> [Task instructions]: All entries are to be returned verbatim.
*** Opening The data ***
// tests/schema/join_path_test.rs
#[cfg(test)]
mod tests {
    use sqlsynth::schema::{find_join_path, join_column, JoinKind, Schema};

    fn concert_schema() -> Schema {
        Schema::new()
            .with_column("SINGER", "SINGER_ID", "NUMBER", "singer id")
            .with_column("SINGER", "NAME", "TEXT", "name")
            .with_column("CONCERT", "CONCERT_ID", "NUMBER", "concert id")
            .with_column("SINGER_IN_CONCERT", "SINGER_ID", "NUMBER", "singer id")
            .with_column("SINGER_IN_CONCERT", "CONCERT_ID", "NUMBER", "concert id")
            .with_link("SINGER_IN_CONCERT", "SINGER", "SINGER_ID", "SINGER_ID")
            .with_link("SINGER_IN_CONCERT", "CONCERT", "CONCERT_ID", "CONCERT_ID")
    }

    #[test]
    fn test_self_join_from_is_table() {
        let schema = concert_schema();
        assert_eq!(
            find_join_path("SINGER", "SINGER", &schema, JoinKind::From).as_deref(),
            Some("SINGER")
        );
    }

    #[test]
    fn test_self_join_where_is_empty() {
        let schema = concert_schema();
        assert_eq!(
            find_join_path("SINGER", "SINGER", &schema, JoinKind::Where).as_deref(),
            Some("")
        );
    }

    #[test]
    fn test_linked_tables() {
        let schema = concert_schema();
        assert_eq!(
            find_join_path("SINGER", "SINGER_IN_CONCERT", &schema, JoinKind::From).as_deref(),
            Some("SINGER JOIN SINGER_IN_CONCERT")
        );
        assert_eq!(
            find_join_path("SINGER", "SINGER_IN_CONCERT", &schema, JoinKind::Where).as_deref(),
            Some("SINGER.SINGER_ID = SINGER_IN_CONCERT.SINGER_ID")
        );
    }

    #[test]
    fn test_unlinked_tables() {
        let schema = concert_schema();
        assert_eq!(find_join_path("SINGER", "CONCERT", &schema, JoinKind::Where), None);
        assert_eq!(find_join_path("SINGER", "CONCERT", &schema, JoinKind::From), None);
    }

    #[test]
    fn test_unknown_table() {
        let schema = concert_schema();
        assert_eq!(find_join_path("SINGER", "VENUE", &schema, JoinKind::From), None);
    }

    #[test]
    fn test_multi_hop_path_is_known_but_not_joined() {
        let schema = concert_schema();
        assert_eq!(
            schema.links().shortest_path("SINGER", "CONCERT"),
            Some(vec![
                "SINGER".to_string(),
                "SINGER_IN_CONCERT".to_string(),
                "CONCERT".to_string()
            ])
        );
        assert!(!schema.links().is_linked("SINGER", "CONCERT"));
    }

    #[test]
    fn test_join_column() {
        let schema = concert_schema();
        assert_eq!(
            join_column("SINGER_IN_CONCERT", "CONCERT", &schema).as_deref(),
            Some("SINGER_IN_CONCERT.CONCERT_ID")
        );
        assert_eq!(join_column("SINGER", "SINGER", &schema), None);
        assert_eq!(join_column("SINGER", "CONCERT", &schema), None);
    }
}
*** Closing The data ***
> [Response area]:
// tests/schema/join_path_test.rs
#[cfg(test)]
mod tests {
    use sqlsynth::schema::{find_join_path, join_column, JoinKind, Schema};

    fn concert_schema() -> Schema {
        Schema::new()
            .with_column("SINGER", "SINGER_ID", "NUMBER", "singer id")
            .with_column("SINGER", "NAME", "TEXT", "name")
            .with_column("CONCERT", "CONCERT_ID", "NUMBER", "concert id")
            .with_column("SINGER_IN_CONCERT", "SINGER_ID", "NUMBER", "singer id")
            .with_column("SINGER_IN_CONCERT", "CONCERT_ID", "NUMBER", "concert id")
            .with_link("SINGER_IN_CONCERT", "SINGER", "SINGER_ID", "SINGER_ID")
            .with_link("SINGER_IN_CONCERT", "CONCERT", "CONCERT_ID", "CONCERT_ID")
    }

    #[test]
    fn test_self_join_from_is_table() {
        let schema = concert_schema();
        assert_eq!(
            find_join_path("SINGER", "SINGER", &schema, JoinKind::From).as_deref(),
            Some("SINGER")
        );
    }

    #[test]
    fn test_self_join_where_is_empty() {
        let schema = concert_schema();
        assert_eq!(
            find_join_path("SINGER", "SINGER", &schema, JoinKind::Where).as_deref(),
            Some("")
        );
    }

    #[test]
    fn test_linked_tables() {
        let schema = concert_schema();
        assert_eq!(
            find_join_path("SINGER", "SINGER_IN_CONCERT", &schema, JoinKind::From).as_deref(),
            Some("SINGER JOIN SINGER_IN_CONCERT")
        );
        assert_eq!(
            find_join_path("SINGER", "SINGER_IN_CONCERT", &schema, JoinKind::Where).as_deref(),
            Some("SINGER.SINGER_ID = SINGER_IN_CONCERT.SINGER_ID")
        );
    }

    #[test]
    fn test_unlinked_tables() {
        let schema = concert_schema();
        assert_eq!(find_join_path("SINGER", "CONCERT", &schema, JoinKind::Where), None);
        assert_eq!(find_join_path("SINGER", "CONCERT", &schema, JoinKind::From), None);
    }

    #[test]
    fn test_unknown_table() {
        let schema = concert_schema();
        assert_eq!(find_join_path("SINGER", "VENUE", &schema, JoinKind::From), None);
    }

    #[test]
    fn test_multi_hop_path_is_known_but_not_joined() {
        let schema = concert_schema();
        assert_eq!(
            schema.links().shortest_path("SINGER", "CONCERT"),
            Some(vec![
                "SINGER".to_string(),
                "SINGER_IN_CONCERT".to_string(),
                "CONCERT".to_string()
            ])
        );
        assert!(!schema.links().is_linked("SINGER", "CONCERT"));
    }

    #[test]
    fn test_join_column() {
        let schema = concert_schema();
        assert_eq!(
            join_column("SINGER_IN_CONCERT", "CONCERT", &schema).as_deref(),
            Some("SINGER_IN_CONCERT.CONCERT_ID")
        );
        assert_eq!(join_column("SINGER", "SINGER", &schema), None);
        assert_eq!(join_column("SINGER", "CONCERT", &schema), None);
    }
}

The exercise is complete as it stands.